The second step in the explanation of social mores and cultures then is this: behavior patterns get established in a society, and passed on from generation to generation, if they enable the people of that society, first, to live, individually and as a community, second, to reproduce, and third, to program the behaviors into their young. If a new moré or behavior pattern is to last, it must foster the achieving of all of these results at levels of efficiency at least as high as the levels of efficiency that the community had before its people began to acquire this new behavior pattern. This is the theory around which the field of sociocultural evolution is built, a field of study which only began to develop as a branch of science in the twentieth century due to the work of people like Marshall Sahlins and Talcott Parsons. (3.)   

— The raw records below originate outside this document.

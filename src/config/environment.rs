// ABOUTME: Environment configuration for the local data layer and the analysis collaborator
// ABOUTME: Parses CALIPPO_* variables into typed storage, progression, and Gemini settings
//
// SPDX-License-Identifier: MIT OR Apache-2.0
// Copyright (c) 2025 Pierre Fitness Intelligence

//! Environment-based configuration

use std::env;
use std::fmt;
use std::path::PathBuf;
use std::str::FromStr;
use std::time::Duration;

use serde::{Deserialize, Serialize};
use tracing::{info, warn};

use crate::constants::{analysis, concurrency, service_names};
use crate::errors::{AppError, AppResult};
use crate::models::{AchievementPolicy, StreakPolicy};

/// Environment type
#[derive(Debug, Clone, Copy, Serialize, Deserialize, PartialEq, Eq, Default)]
#[serde(rename_all = "lowercase")]
pub enum Environment {
    /// Local development
    #[default]
    Development,
    /// Production
    Production,
    /// Automated tests
    Testing,
}

impl Environment {
    /// Parse from string with fallback
    #[must_use]
    pub fn from_str_or_default(s: &str) -> Self {
        match s.to_lowercase().as_str() {
            "production" | "prod" => Self::Production,
            "testing" | "test" => Self::Testing,
            _ => Self::Development,
        }
    }

    /// Check if this is a production environment
    #[must_use]
    pub const fn is_production(&self) -> bool {
        matches!(self, Self::Production)
    }

    /// Check if this is a testing environment
    #[must_use]
    pub const fn is_testing(&self) -> bool {
        matches!(self, Self::Testing)
    }
}

impl fmt::Display for Environment {
    fn fmt(&self, f: &mut fmt::Formatter<'_>) -> fmt::Result {
        match self {
            Self::Development => write!(f, "development"),
            Self::Production => write!(f, "production"),
            Self::Testing => write!(f, "testing"),
        }
    }
}

/// Key-value backend selection
#[derive(Debug, Clone, Copy, Serialize, Deserialize, PartialEq, Eq, Default)]
#[serde(rename_all = "lowercase")]
pub enum StorageBackend {
    /// Process-local map, lost on exit
    Memory,
    /// JSON document in the data directory
    #[default]
    File,
}

impl FromStr for StorageBackend {
    type Err = AppError;

    fn from_str(s: &str) -> Result<Self, Self::Err> {
        match s.to_lowercase().as_str() {
            "memory" => Ok(Self::Memory),
            "file" => Ok(Self::File),
            _ => Err(AppError::config(format!("Invalid storage backend: {s}"))),
        }
    }
}

impl fmt::Display for StorageBackend {
    fn fmt(&self, f: &mut fmt::Formatter<'_>) -> fmt::Result {
        match self {
            Self::Memory => write!(f, "memory"),
            Self::File => write!(f, "file"),
        }
    }
}

/// Storage configuration
#[derive(Debug, Clone, Serialize, Deserialize)]
pub struct StorageConfig {
    /// Backend to use
    pub backend: StorageBackend,
    /// Directory for the file backend
    pub data_dir: PathBuf,
    /// Compare-and-swap attempts per update before giving up
    pub cas_max_retries: u32,
}

impl Default for StorageConfig {
    fn default() -> Self {
        Self {
            backend: StorageBackend::default(),
            data_dir: default_data_dir(),
            cas_max_retries: concurrency::DEFAULT_CAS_MAX_RETRIES,
        }
    }
}

/// Progression rules
#[derive(Debug, Clone, Copy, Default, Serialize, Deserialize)]
pub struct ProgressionConfig {
    /// How scans move the streak
    pub streak_policy: StreakPolicy,
    /// How many newly crossed badges one evaluation awards
    pub achievement_policy: AchievementPolicy,
}

/// Gemini vision analysis settings
#[derive(Clone, Serialize, Deserialize)]
pub struct GeminiConfig {
    /// API key; analysis is unavailable without it
    pub api_key: Option<String>,
    /// Model name
    pub model: String,
    /// API base URL
    pub base_url: String,
    /// Request timeout
    pub timeout: Duration,
}

impl fmt::Debug for GeminiConfig {
    fn fmt(&self, f: &mut fmt::Formatter<'_>) -> fmt::Result {
        f.debug_struct("GeminiConfig")
            .field("api_key", &self.api_key.as_ref().map(|_| "[REDACTED]"))
            .field("model", &self.model)
            .field("base_url", &self.base_url)
            .field("timeout", &self.timeout)
            .finish()
    }
}

impl Default for GeminiConfig {
    fn default() -> Self {
        Self {
            api_key: None,
            model: analysis::DEFAULT_MODEL.to_owned(),
            base_url: analysis::DEFAULT_BASE_URL.to_owned(),
            timeout: Duration::from_secs(analysis::DEFAULT_TIMEOUT_SECS),
        }
    }
}

/// Complete application configuration
#[derive(Debug, Clone, Default, Serialize, Deserialize)]
pub struct AppConfig {
    /// Deployment environment
    pub environment: Environment,
    /// Storage backend settings
    pub storage: StorageConfig,
    /// Streak and badge rules
    pub progression: ProgressionConfig,
    /// Analysis collaborator settings
    pub gemini: GeminiConfig,
}

impl AppConfig {
    /// Load configuration from environment variables
    ///
    /// # Errors
    ///
    /// Returns `ConfigInvalid` if a variable cannot be parsed or the
    /// resulting configuration fails validation
    pub fn from_env() -> AppResult<Self> {
        info!("Loading configuration from environment variables");

        let storage = StorageConfig {
            backend: env_parse("CALIPPO_STORAGE_BACKEND")?.unwrap_or_default(),
            data_dir: env::var("CALIPPO_DATA_DIR")
                .map_or_else(|_| default_data_dir(), PathBuf::from),
            cas_max_retries: env_parse("CALIPPO_CAS_MAX_RETRIES")?
                .unwrap_or(concurrency::DEFAULT_CAS_MAX_RETRIES),
        };

        let progression = ProgressionConfig {
            streak_policy: env_parse("CALIPPO_STREAK_POLICY")?.unwrap_or_default(),
            achievement_policy: env_parse("CALIPPO_ACHIEVEMENT_POLICY")?.unwrap_or_default(),
        };

        let gemini = GeminiConfig {
            api_key: env::var("GEMINI_API_KEY")
                .ok()
                .filter(|key| !key.trim().is_empty()),
            model: env::var("CALIPPO_GEMINI_MODEL")
                .unwrap_or_else(|_| analysis::DEFAULT_MODEL.to_owned()),
            base_url: env::var("CALIPPO_GEMINI_BASE_URL")
                .unwrap_or_else(|_| analysis::DEFAULT_BASE_URL.to_owned()),
            timeout: Duration::from_secs(
                env_parse("CALIPPO_ANALYSIS_TIMEOUT_SECS")?
                    .unwrap_or(analysis::DEFAULT_TIMEOUT_SECS),
            ),
        };

        let config = Self {
            environment: Environment::from_str_or_default(
                &env::var("ENVIRONMENT").unwrap_or_default(),
            ),
            storage,
            progression,
            gemini,
        };

        config.validate()?;
        info!("Configuration loaded successfully");
        Ok(config)
    }

    /// Validate configuration values
    ///
    /// # Errors
    ///
    /// Returns `ConfigInvalid` for a zero retry limit, a zero timeout, or an
    /// empty model name
    pub fn validate(&self) -> AppResult<()> {
        if self.storage.cas_max_retries == 0 {
            return Err(AppError::config(
                "CALIPPO_CAS_MAX_RETRIES must be at least 1",
            ));
        }
        if self.gemini.timeout.is_zero() {
            return Err(AppError::config(
                "CALIPPO_ANALYSIS_TIMEOUT_SECS must be greater than 0",
            ));
        }
        if self.gemini.model.trim().is_empty() {
            return Err(AppError::config("CALIPPO_GEMINI_MODEL must not be empty"));
        }
        if self.gemini.api_key.is_none() {
            warn!("GEMINI_API_KEY is not set; meal analysis is unavailable");
        }
        Ok(())
    }

    /// Get a summary of the configuration for logging (without secrets)
    #[must_use]
    pub fn summary(&self) -> String {
        format!(
            "{} configuration:\n\
             - Environment: {}\n\
             - Storage: {} ({})\n\
             - CAS retries: {}\n\
             - Streak policy: {}\n\
             - Achievement policy: {}\n\
             - Gemini model: {}\n\
             - Analysis: {}",
            service_names::CALIPPO,
            self.environment,
            self.storage.backend,
            self.storage.data_dir.display(),
            self.storage.cas_max_retries,
            self.progression.streak_policy,
            self.progression.achievement_policy,
            self.gemini.model,
            if self.gemini.api_key.is_some() {
                "Enabled"
            } else {
                "Disabled"
            },
        )
    }
}

/// Platform data directory for the file backend
#[must_use]
pub fn default_data_dir() -> PathBuf {
    dirs::data_dir()
        .unwrap_or_else(|| PathBuf::from("."))
        .join(service_names::CALIPPO)
}

/// Parse an optional environment variable
fn env_parse<T>(key: &str) -> AppResult<Option<T>>
where
    T: FromStr,
    T::Err: fmt::Display,
{
    match env::var(key) {
        Ok(raw) if !raw.trim().is_empty() => raw
            .trim()
            .parse()
            .map(Some)
            .map_err(|e| AppError::config(format!("Invalid {key} value '{raw}': {e}"))),
        _ => Ok(None),
    }
}
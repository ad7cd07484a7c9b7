// ABOUTME: Device preferences: daily calorie goal and theme
// ABOUTME: Scalar values stored under fixed keys with defaults when absent
//
// SPDX-License-Identifier: MIT OR Apache-2.0
// Copyright (c) 2025 Pierre Fitness Intelligence

use std::fmt::{Display, Formatter, Result as FmtResult};
use std::str::FromStr;

use serde::{Deserialize, Serialize};

use super::repository::DocumentRepository;
use crate::constants::goals::DEFAULT_DAILY_CALORIES;
use crate::errors::{AppError, AppResult};
use crate::storage::factory::SharedStore;
use crate::storage::StorageKey;

/// Colour theme
#[derive(Debug, Clone, Copy, PartialEq, Eq, Default, Serialize, Deserialize)]
#[serde(rename_all = "lowercase")]
pub enum Theme {
    /// Light background
    #[default]
    Light,
    /// Dark background
    Dark,
}

impl Theme {
    /// The other theme
    #[must_use]
    pub const fn toggled(self) -> Self {
        match self {
            Self::Light => Self::Dark,
            Self::Dark => Self::Light,
        }
    }
}

impl Display for Theme {
    fn fmt(&self, f: &mut Formatter<'_>) -> FmtResult {
        match self {
            Self::Light => write!(f, "light"),
            Self::Dark => write!(f, "dark"),
        }
    }
}

impl FromStr for Theme {
    type Err = AppError;

    fn from_str(s: &str) -> Result<Self, Self::Err> {
        match s.to_lowercase().as_str() {
            "light" => Ok(Self::Light),
            "dark" => Ok(Self::Dark),
            _ => Err(AppError::invalid_input(format!("Invalid theme: {s}"))),
        }
    }
}

/// Daily goal and theme for this device
#[derive(Clone)]
pub struct Preferences {
    daily_goal: DocumentRepository<u32>,
    theme: DocumentRepository<Theme>,
}

impl Preferences {
    /// Create preferences over `store`
    #[must_use]
    pub fn new(store: SharedStore, max_attempts: u32) -> Self {
        Self {
            daily_goal: DocumentRepository::new(
                store.clone(),
                StorageKey::DailyGoal.as_key(),
                max_attempts,
            ),
            theme: DocumentRepository::new(store, StorageKey::Theme.as_key(), max_attempts),
        }
    }

    /// Daily calorie goal, 2400 when never set
    ///
    /// # Errors
    ///
    /// Returns an error if the stored value cannot be read
    pub async fn daily_goal(&self) -> AppResult<u32> {
        Ok(self
            .daily_goal
            .get()
            .await?
            .map_or(DEFAULT_DAILY_CALORIES, |snapshot| snapshot.value))
    }

    /// Set the daily calorie goal
    ///
    /// # Errors
    ///
    /// Returns `InvalidInput` for a zero goal
    pub async fn set_daily_goal(&self, calories: u32) -> AppResult<()> {
        if calories == 0 {
            return Err(AppError::invalid_input(
                "Daily calorie goal must be greater than 0",
            ));
        }
        self.daily_goal.put(&calories).await?;
        Ok(())
    }

    /// Current theme, light when never set
    ///
    /// # Errors
    ///
    /// Returns an error if the stored value cannot be read
    pub async fn theme(&self) -> AppResult<Theme> {
        Ok(self
            .theme
            .get()
            .await?
            .map(|snapshot| snapshot.value)
            .unwrap_or_default())
    }

    /// Persist a theme
    ///
    /// # Errors
    ///
    /// Returns an error if the value cannot be written
    pub async fn set_theme(&self, theme: Theme) -> AppResult<()> {
        self.theme.put(&theme).await?;
        Ok(())
    }

    /// Flip the theme and return the new one
    ///
    /// # Errors
    ///
    /// Returns an error if the value cannot be read or written
    pub async fn toggle_theme(&self) -> AppResult<Theme> {
        self.theme
            .update(|theme| {
                *theme = theme.toggled();
                Ok(*theme)
            })
            .await
    }
}
// SPDX-License-Identifier: MIT OR Apache-2.0
// Copyright (c) 2025 Pierre Fitness Intelligence
// ABOUTME: Re-exports command modules for calippo-cli
// ABOUTME: Provides account, friend, and meal commands

pub mod account;
pub mod meals;
pub mod social;

use anyhow::{anyhow, Result};
use calippo::context::AppContext;
use calippo::models::User;

/// Signed-in account or a readable error
pub async fn current_user(ctx: &AppContext) -> Result<User> {
    ctx.session
        .current()
        .await?
        .ok_or_else(|| anyhow!("Not signed in. Run `calippo-cli account login --email ...` first"))
}

/// Account holding `handle` or a readable error
pub async fn user_by_handle(ctx: &AppContext, handle: &str) -> Result<User> {
    ctx.directory
        .find_by_handle(handle)
        .await?
        .ok_or_else(|| anyhow!("No account with handle '{handle}'"))
}

/// One-line rendering of an account
pub fn describe(user: &User) -> String {
    let handle = if user.handle.is_empty() {
        "(no handle)"
    } else {
        user.handle.as_str()
    };
    match &user.display_name {
        Some(name) => format!("@{handle} ({name}) <{}>", user.email),
        None => format!("@{handle} <{}>", user.email),
    }
}
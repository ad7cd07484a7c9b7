// ABOUTME: Scan flow state machine from capture to recorded result
// ABOUTME: Rejects concurrent captures and discards late results via generation tokens
//
// SPDX-License-Identifier: MIT OR Apache-2.0
// Copyright (c) 2025 Pierre Fitness Intelligence

//! # Scan coordinator
//!
//! `Idle → Scanning → Result | Error → Idle`. Only one capture runs at a
//! time. Navigating away calls [`ScanCoordinator::abandon`], which bumps the
//! generation so the in-flight analysis, when it eventually resolves, is
//! dropped instead of being written to history.

use std::sync::Arc;

use chrono::{DateTime, Utc};
use tokio::sync::Mutex;
use tracing::{debug, info, warn};

use crate::errors::{AppError, AppResult, ErrorCode};
use crate::llm::{FoodAnalyzer, ImagePayload};
use crate::models::{NutritionRecord, UserId};
use crate::progression::{ProgressionLedger, ScanOutcome};

/// What the scan screen shows
#[derive(Debug, Clone)]
pub enum ScanStatus {
    /// Ready for a capture
    Idle,
    /// Waiting on the analysis
    Scanning,
    /// Analysis recorded
    Result(Box<ScanOutcome>),
    /// Analysis failed; the message is user-facing
    Error(String),
}

impl ScanStatus {
    /// Whether a capture is in flight
    #[must_use]
    pub const fn is_scanning(&self) -> bool {
        matches!(self, Self::Scanning)
    }
}

/// Handle for one in-flight capture
#[derive(Debug, Clone)]
pub struct ScanTicket {
    generation: u64,
    image: ImagePayload,
}

impl ScanTicket {
    /// Generation this capture belongs to
    #[must_use]
    pub const fn generation(&self) -> u64 {
        self.generation
    }

    /// Captured image
    #[must_use]
    pub const fn image(&self) -> &ImagePayload {
        &self.image
    }
}

/// How a capture ended
#[derive(Debug)]
pub enum ScanResolution {
    /// Recorded into history and the ledger
    Completed(Box<ScanOutcome>),
    /// Analysis or recording failed
    Failed(AppError),
    /// Abandoned before it resolved; nothing was written
    Discarded,
}

#[derive(Debug)]
struct Inner {
    status: ScanStatus,
    generation: u64,
}

/// Per-device scan coordinator
#[derive(Clone)]
pub struct ScanCoordinator {
    inner: Arc<Mutex<Inner>>,
    analyzer: Option<Arc<dyn FoodAnalyzer>>,
    ledger: ProgressionLedger,
}

impl ScanCoordinator {
    /// Create a coordinator; without an analyzer every scan fails
    #[must_use]
    pub fn new(ledger: ProgressionLedger, analyzer: Option<Arc<dyn FoodAnalyzer>>) -> Self {
        Self {
            inner: Arc::new(Mutex::new(Inner {
                status: ScanStatus::Idle,
                generation: 0,
            })),
            analyzer,
            ledger,
        }
    }

    /// Current status
    pub async fn status(&self) -> ScanStatus {
        self.inner.lock().await.status.clone()
    }

    /// Start a capture
    ///
    /// # Errors
    ///
    /// Returns `ScanInProgress` while another capture is running
    pub async fn begin(&self, image: ImagePayload) -> AppResult<ScanTicket> {
        let mut inner = self.inner.lock().await;
        if inner.status.is_scanning() {
            return Err(AppError::scan_in_progress());
        }
        inner.generation += 1;
        inner.status = ScanStatus::Scanning;
        debug!(generation = inner.generation, "Scan started");
        Ok(ScanTicket {
            generation: inner.generation,
            image,
        })
    }

    /// Resolve a capture with the analysis result
    ///
    /// A ticket from an abandoned generation is discarded without touching
    /// history or the ledger.
    pub async fn complete(
        &self,
        ticket: ScanTicket,
        user: &UserId,
        analysis: AppResult<NutritionRecord>,
        at: DateTime<Utc>,
    ) -> ScanResolution {
        let mut inner = self.inner.lock().await;
        if inner.generation != ticket.generation || !inner.status.is_scanning() {
            info!(
                ticket = ticket.generation,
                current = inner.generation,
                "Discarding stale scan result"
            );
            return ScanResolution::Discarded;
        }

        let recorded = match analysis {
            Ok(record) => {
                self.ledger
                    .record_scan(user, record, Some(ticket.image.data_url()), at)
                    .await
            }
            Err(e) => Err(e),
        };

        match recorded {
            Ok(outcome) => {
                let outcome = Box::new(outcome);
                inner.status = ScanStatus::Result(outcome.clone());
                ScanResolution::Completed(outcome)
            }
            Err(e) => {
                warn!(code = ?e.code, "Scan failed: {}", e.message);
                inner.status = ScanStatus::Error(e.message.clone());
                ScanResolution::Failed(e)
            }
        }
    }

    /// Capture, analyse, and record in one call
    ///
    /// # Errors
    ///
    /// Returns `ScanInProgress` if a capture is already running; analysis
    /// and storage failures are reported as [`ScanResolution::Failed`]
    pub async fn scan(
        &self,
        user: &UserId,
        image: ImagePayload,
        at: DateTime<Utc>,
    ) -> AppResult<ScanResolution> {
        let ticket = self.begin(image).await?;
        let analysis = match &self.analyzer {
            Some(analyzer) => analyzer.analyze(ticket.image()).await,
            None => Err(AppError::new(
                ErrorCode::ExternalServiceUnavailable,
                "No meal analyzer is configured",
            )),
        };
        Ok(self.complete(ticket, user, analysis, at).await)
    }

    /// Navigate away: forget any in-flight capture
    pub async fn abandon(&self) {
        let mut inner = self.inner.lock().await;
        inner.generation += 1;
        inner.status = ScanStatus::Idle;
    }

    /// "Try again": return to idle from a result or an error
    pub async fn reset(&self) {
        let mut inner = self.inner.lock().await;
        if inner.status.is_scanning() {
            inner.generation += 1;
        }
        inner.status = ScanStatus::Idle;
    }
}
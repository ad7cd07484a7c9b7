// ABOUTME: Integration tests for the account directory
// ABOUTME: Validates email uniqueness, handle claims, search, and account deletion
//
// SPDX-License-Identifier: MIT OR Apache-2.0
// Copyright (c) 2025 Pierre Fitness Intelligence

#![allow(clippy::unwrap_used, clippy::expect_used, clippy::panic)]
#![allow(missing_docs)]

mod common;

use calippo::errors::ErrorCode;
use calippo::models::UserId;
use calippo::storage::memory::MemoryStore;
use calippo::storage::{KeyValueStore, StorageKey};
use common::{create_test_context, create_test_context_on, create_user};

#[tokio::test]
async fn test_create_rejects_duplicate_email() {
    let ctx = create_test_context();
    let first = ctx.directory.create("a@x.com").await.unwrap();
    assert!(first.handle.is_empty());
    assert!(first.needs_handle());

    let err = ctx.directory.create("a@x.com").await.unwrap_err();
    assert_eq!(err.code, ErrorCode::DuplicateEmail);

    // surrounding whitespace does not make a new address
    let err = ctx.directory.create("  a@x.com ").await.unwrap_err();
    assert_eq!(err.code, ErrorCode::DuplicateEmail);

    assert_eq!(ctx.directory.list().await.unwrap().len(), 1);
}

#[tokio::test]
async fn test_create_rejects_blank_email() {
    let ctx = create_test_context();
    let err = ctx.directory.create("   ").await.unwrap_err();
    assert_eq!(err.code, ErrorCode::InvalidInput);
}

#[tokio::test]
async fn test_find_by_email_and_id() {
    let ctx = create_test_context();
    let user = ctx.directory.create("b@x.com").await.unwrap();

    let by_email = ctx.directory.find_by_email("b@x.com").await.unwrap();
    assert_eq!(by_email.as_ref().map(|u| &u.id), Some(&user.id));
    assert!(ctx.directory.find_by_email("nobody@x.com").await.unwrap().is_none());

    let by_id = ctx.directory.find_by_id(&user.id).await.unwrap().unwrap();
    assert_eq!(by_id.email, "b@x.com");
    assert!(ctx
        .directory
        .find_by_id(&UserId::from("missing"))
        .await
        .unwrap()
        .is_none());
}

#[tokio::test]
async fn test_handle_collision_is_case_insensitive() {
    let ctx = create_test_context();
    let a = create_user(&ctx, "a@x.com", "ninja1").await;
    assert_eq!(a.handle, "ninja1");

    let b = ctx.directory.create("b@x.com").await.unwrap();
    assert!(!ctx.directory.is_handle_available("Ninja1").await.unwrap());

    let err = ctx.directory.claim_handle(&b.id, "Ninja1").await.unwrap_err();
    assert_eq!(err.code, ErrorCode::HandleTaken);

    let b = ctx.directory.find_by_id(&b.id).await.unwrap().unwrap();
    assert!(b.handle.is_empty());
}

#[tokio::test]
async fn test_claim_handle_normalizes_and_validates() {
    let ctx = create_test_context();
    let user = ctx.directory.create("c@x.com").await.unwrap();

    let claimed = ctx.directory.claim_handle(&user.id, "Snack_King").await.unwrap();
    assert_eq!(claimed.handle, "snack_king");

    // re-claiming your own handle is fine
    ctx.directory.claim_handle(&user.id, "snack_king").await.unwrap();

    for bad in ["ab", "way_too_long_handle_here", "no spaces", "dash-es"] {
        let err = ctx.directory.claim_handle(&user.id, bad).await.unwrap_err();
        assert_eq!(err.code, ErrorCode::InvalidHandle, "{bad}");
    }

    let err = ctx
        .directory
        .claim_handle(&UserId::from("ghost"), "ghosty")
        .await
        .unwrap_err();
    assert_eq!(err.code, ErrorCode::UserNotFound);
}

#[tokio::test]
async fn test_handle_availability() {
    let ctx = create_test_context();
    assert!(ctx.directory.is_handle_available("free_name").await.unwrap());
    assert!(!ctx.directory.is_handle_available("").await.unwrap());

    create_user(&ctx, "d@x.com", "free_name").await;
    assert!(!ctx.directory.is_handle_available("FREE_NAME").await.unwrap());

    let found = ctx.directory.find_by_handle("Free_Name").await.unwrap();
    assert_eq!(found.map(|u| u.email), Some("d@x.com".to_owned()));
}

#[tokio::test]
async fn test_search_limits_results_and_excludes_requester() {
    let ctx = create_test_context();
    let me = create_user(&ctx, "me@x.com", "lifter_me").await;
    for i in 0..7 {
        create_user(&ctx, &format!("l{i}@x.com"), &format!("lifter_{i}")).await;
    }

    let results = ctx.directory.search("LIFTER", &me.id).await.unwrap();
    assert_eq!(results.len(), 5);
    assert!(results.iter().all(|u| u.id != me.id));

    assert!(ctx.directory.search("   ", &me.id).await.unwrap().is_empty());
    assert!(ctx.directory.search("zzz", &me.id).await.unwrap().is_empty());
}

#[tokio::test]
async fn test_search_matches_display_name() {
    let ctx = create_test_context();
    let me = create_user(&ctx, "me@x.com", "viewer").await;
    let other = create_user(&ctx, "o@x.com", "xyz_123").await;
    ctx.directory
        .set_display_name(&other.id, Some("Protein Pam"))
        .await
        .unwrap();

    let results = ctx.directory.search("pam", &me.id).await.unwrap();
    assert_eq!(results.len(), 1);
    assert_eq!(results[0].id, other.id);

    let cleared = ctx.directory.set_display_name(&other.id, Some("  ")).await.unwrap();
    assert!(cleared.display_name.is_none());
}

#[tokio::test]
async fn test_delete_scrubs_relationships() {
    let ctx = create_test_context();
    let a = create_user(&ctx, "a@x.com", "alpha").await;
    let b = create_user(&ctx, "b@x.com", "bravo").await;
    let c = create_user(&ctx, "c@x.com", "charlie").await;

    ctx.social.request(&a.id, &b.id).await.unwrap();
    ctx.social.request(&b.id, &a.id).await.unwrap();
    ctx.social.request(&b.id, &c.id).await.unwrap();

    assert!(ctx.directory.delete(&b.id).await.unwrap());
    assert!(!ctx.directory.delete(&b.id).await.unwrap());

    let a = ctx.directory.find_by_id(&a.id).await.unwrap().unwrap();
    let c = ctx.directory.find_by_id(&c.id).await.unwrap().unwrap();
    assert!(a.friends.is_empty());
    assert!(c.pending_requests.is_empty());
    assert!(ctx.directory.is_handle_available("bravo").await.unwrap());
}

#[tokio::test(flavor = "multi_thread", worker_threads = 2)]
async fn test_concurrent_claims_of_one_handle_admit_a_single_holder() {
    let store = MemoryStore::new();
    let tab_a = create_test_context_on(&store);
    let tab_b = create_test_context_on(&store);
    let a = tab_a.directory.create("a@x.com").await.unwrap();
    let b = tab_b.directory.create("b@x.com").await.unwrap();

    let (claim_a, claim_b) = tokio::join!(
        tab_a.directory.claim_handle(&a.id, "ninja1"),
        tab_b.directory.claim_handle(&b.id, "Ninja1"),
    );

    assert_eq!(
        usize::from(claim_a.is_ok()) + usize::from(claim_b.is_ok()),
        1,
        "exactly one claim must win"
    );
    let loser = claim_a.err().or(claim_b.err()).unwrap();
    assert_eq!(loser.code, ErrorCode::HandleTaken);

    let holders = tab_a
        .directory
        .list()
        .await
        .unwrap()
        .into_iter()
        .filter(|user| user.handle == "ninja1")
        .count();
    assert_eq!(holders, 1);
}

#[tokio::test]
async fn test_noop_delete_leaves_directory_version_untouched() {
    let store = MemoryStore::new();
    let ctx = create_test_context_on(&store);
    create_user(&ctx, "a@x.com", "ninja1").await;
    let key = StorageKey::Users.as_key();
    let before = store.get(&key).await.unwrap().unwrap().version;

    assert!(!ctx.directory.delete(&UserId::from("missing")).await.unwrap());
    let err = ctx
        .directory
        .claim_handle(&UserId::from("missing"), "ghost")
        .await
        .unwrap_err();
    assert_eq!(err.code, ErrorCode::UserNotFound);

    assert_eq!(store.get(&key).await.unwrap().unwrap().version, before);
}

  Note that each of these steps in the adoption of a moré into the cultural code of the society in question is vital to the survival of the moré itself and that none of the parts or phases of this moré’s becoming established is necessarily entailed by any of the others. A behavior recently acquired by one person on a trial basis may make that individual healthier and/or happier, but this fact does not automatically mean that he will reproduce more prolifically, nor that he will nurture more effectively or teach his morés to his kids more efficiently. Other factors can, and do, intervene.

            Many examples can be cited as evidence to support this generalization. Some of the tribes in Indonesia once taught every member of the community to go into the forest to defecate. The individual had to dig a hole in the earth, defecate in it, then cover the excrement with earth before returning to the tribe’s living spaces. Each child was taught that he or she must hide his or her excrement in order that no hostile shaman might find it and use it to cast an evil spell on such a careless child. (4.)

            In the terms of Western societies, the advantages of the practice are seen to lie in the reduced risk to the community of diseases such as cholera. Similar practices are taught to people in our societies (and described in cultural codes as early as that found in the Old Testament of the Bible).